_Work to be completed_: Scan the entries for the word "Record". Every line that has it should be copied.

(Collected data)

▬▬▬▬▬▬▬▬▬▬

impl Storage {
    /// Open or create a database at `path` in read-write mode.
    pub async fn open(path: &Path) -> Result<Self> {
        // Ensure parent directory exists
        if let Some(parent) = path.parent() {
            std::fs::create_dir_all(parent).map_err(|e| HarvestError::io(parent, e))?;
        }

        let db = libsql::Builder::new_local(path)
            .build()
            .await
            .map_err(|e| HarvestError::Storage(e.to_string()))?;

        let conn = db
            .connect()
            .map_err(|e| HarvestError::Storage(e.to_string()))?;

        let storage = Self {
            db,
            conn,
            readonly: false,
        };
        storage.run_migrations().await?;
        Ok(storage)
    }

    /// Open a database at `path` in read-only mode.
    pub async fn open_readonly(path: &Path) -> Result<Self> {
        let db = libsql::Builder::new_local(path)
            .build()
            .await
            .map_err(|e| HarvestError::Storage(e.to_string()))?;

        let conn = db
            .connect()
            .map_err(|e| HarvestError::Storage(e.to_string()))?;

        Ok(Self {
            db,
            conn,
            readonly: true,
        })
    }

    /// Run pending schema migrations.
    async fn run_migrations(&self) -> Result<()> {
        let current_version = self.get_schema_version().await;

        for migration in migrations::all_migrations() {
            if migration.version > current_version {
                tracing::info!(
                    version = migration.version,
                    description = migration.description,
                    "applying migration"
                );
                self.conn.execute_batch(migration.sql).await.map_err(|e| {
                    HarvestError::Storage(format!(
                        "migration v{} failed: {e}",
                        migration.version
                    ))
                })?;
            }
        }
        Ok(())
    }

    /// Get the current schema version, or 0 if no migrations have been applied.
    async fn get_schema_version(&self) -> u32 {
        let result = self
            .conn
            .query("SELECT MAX(version) FROM schema_migrations", params![])
            .await;

        match result {
            Ok(mut rows) => {
                if let Ok(Some(row)) = rows.next().await {
                    row.get::<u32>(0).unwrap_or(0)
                } else {
                    0
                }
            }
            Err(_) => 0, // Table doesn't exist yet
        }
    }

    /// Ensure we're in read-write mode before writing.
    fn check_writable(&self) -> Result<()> {
        if self.readonly {
            return Err(HarvestError::Storage(
                "database is opened in read-only mode".into(),
            ));
        }
        Ok(())
    }

    // -----------------------------------------------------------------------
    // Collection operations
    // -----------------------------------------------------------------------

    /// Replace the whole collection index with a freshly enumerated one.
    pub async fn reset_collections(&self, collections: &[SourceCollection]) -> Result<()> {
        self.check_writable()?;
        self.conn
            .execute("DELETE FROM collections", params![])
            .await
            .map_err(|e| HarvestError::Storage(e.to_string()))?;
        for collection in collections {
            self.upsert_collection(collection).await?;
        }
        tracing::info!(count = collections.len(), "collection index reset");
        Ok(())
    }

    /// Insert or update a collection row (keyed by `collection_id`).
    pub async fn upsert_collection(&self, collection: &SourceCollection) -> Result<()> {
        self.check_writable()?;
        let service_json = serde_json::to_string(&collection.service)
            .map_err(|e| HarvestError::Storage(e.to_string()))?;
        let targets_json = serde_json::to_string(&collection.targets)
            .map_err(|e| HarvestError::Storage(e.to_string()))?;
        let extracted_files_json = serde_json::to_string(&collection.extracted_files)
            .map_err(|e| HarvestError::Storage(e.to_string()))?;

        self.conn
            .execute(
                "INSERT INTO collections (collection_id, service_json, source_schema, target,
                     n_items, targets_json, extracted, extracted_files_json, transformed,
                     stac_dir, ingested, stac_url, updated_at)
                 VALUES (?1, ?2, ?3, ?4, ?5, ?6, ?7, ?8, ?9, ?10, ?11, ?12, ?13)
                 ON CONFLICT(collection_id) DO UPDATE SET
                   service_json = excluded.service_json,
                   source_schema = excluded.source_schema,
                   target = excluded.target,
                   n_items = excluded.n_items,
                   targets_json = excluded.targets_json,
                   extracted = excluded.extracted,
                   extracted_files_json = excluded.extracted_files_json,
                   transformed = excluded.transformed,
                   stac_dir = excluded.stac_dir,
                   ingested = excluded.ingested,
                   stac_url = excluded.stac_url,
                   updated_at = excluded.updated_at",
                params![
                    collection.collection_id.as_str(),
                    service_json.as_str(),
                    collection.source_schema.as_str(),
                    collection.target.as_deref(),
                    collection.n_items.map(|n| n as i64),
                    targets_json.as_str(),
                    collection.extracted as i64,
                    extracted_files_json.as_str(),
                    collection.transformed as i64,
                    collection.stac_dir.as_deref(),
                    collection.ingested as i64,
                    collection.stac_url.as_deref(),
                    Utc::now().to_rfc3339(),
                ],
            )
            .await
            .map_err(|e| HarvestError::Storage(e.to_string()))?;
        Ok(())
    }

    /// Get a collection by id.
    pub async fn get_collection(&self, collection_id: &str) -> Result<Option<SourceCollection>> {
        let mut rows = self
            .conn
            .query(
                "SELECT collection_id, service_json, source_schema, target, n_items,
                        targets_json, extracted, extracted_files_json, transformed,
                        stac_dir, ingested, stac_url, updated_at
                 FROM collections WHERE collection_id = ?1",
                params![collection_id],
            )
            .await
            .map_err(|e| HarvestError::Storage(e.to_string()))?;

        match rows.next().await {
            Ok(Some(row)) => Ok(Some(row_to_collection(&row)?)),
            Ok(None) => Ok(None),
            Err(e) => Err(HarvestError::Storage(e.to_string())),
        }
    }

    /// List collections matching the given filters, ordered by id.
    pub async fn list_collections(
        &self,
        filters: &CollectionFilters,
    ) -> Result<Vec<SourceCollection>> {
        let mut rows = self
            .conn
            .query(
                "SELECT collection_id, service_json, source_schema, target, n_items,
                        targets_json, extracted, extracted_files_json, transformed,
                        stac_dir, ingested, stac_url, updated_at
                 FROM collections ORDER BY collection_id",
                params![],
            )
            .await
            .map_err(|e| HarvestError::Storage(e.to_string()))?;

        let mut results = Vec::new();
        while let Ok(Some(row)) = rows.next().await {
            let collection = row_to_collection(&row)?;
            if filters.matches(&collection) {
                results.push(collection);
            }
        }
        Ok(results)
    }

    // -----------------------------------------------------------------------
    // Run history operations
    // -----------------------------------------------------------------------

    /// Record the start of a pipeline stage. Returns the generated run id.
    pub async fn insert_run(&self, collection_id: &str, stage: &str) -> Result<RunId> {
        self.check_writable()?;
        let id = RunId::new();
        let now = Utc::now().to_rfc3339();
        self.conn
            .execute(
                "INSERT INTO runs (id, collection_id, stage, started_at) VALUES (?1, ?2, ?3, ?4)",
                params![id.to_string(), collection_id, stage, now.as_str()],
            )
            .await
            .map_err(|e| HarvestError::Storage(e.to_string()))?;
        Ok(id)
    }

    /// Record a stage's completion with its stats tally.
    pub async fn finish_run(&self, run_id: &RunId, stats_json: &str) -> Result<()> {
        self.check_writable()?;
        let now = Utc::now().to_rfc3339();
        self.conn
            .execute(
                "UPDATE runs SET finished_at = ?1, stats_json = ?2 WHERE id = ?3",
                params![now.as_str(), stats_json, run_id.to_string()],
            )
            .await
            .map_err(|e| HarvestError::Storage(e.to_string()))?;
        Ok(())
    }

    /// List run history for a collection. Returns `(stage, started_at,
    /// finished_at, stats_json)` tuples, most recent first.
    pub async fn list_runs(
        &self,
        collection_id: &str,
    ) -> Result<Vec<(String, String, Option<String>, Option<String>)>> {
        let mut rows = self
            .conn
            .query(
                "SELECT stage, started_at, finished_at, stats_json
                 FROM runs WHERE collection_id = ?1 ORDER BY started_at DESC",
                params![collection_id],
            )
            .await
            .map_err(|e| HarvestError::Storage(e.to_string()))?;

        let mut results = Vec::new();
        while let Ok(Some(row)) = rows.next().await {
            results.push((
                row.get::<String>(0)
                    .map_err(|e| HarvestError::Storage(e.to_string()))?,
                row.get::<String>(1)
                    .map_err(|e| HarvestError::Storage(e.to_string()))?,
                row.get::<String>(2).ok(),
                row.get::<String>(3).ok(),
            ));
        }
        Ok(results)
    }
}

▬▬▬▬▬▬▬▬▬▬

_Exercise output_:
    /// Record the start of a pipeline stage. Returns the generated run id.
    /// Record a stage's completion with its stats tally.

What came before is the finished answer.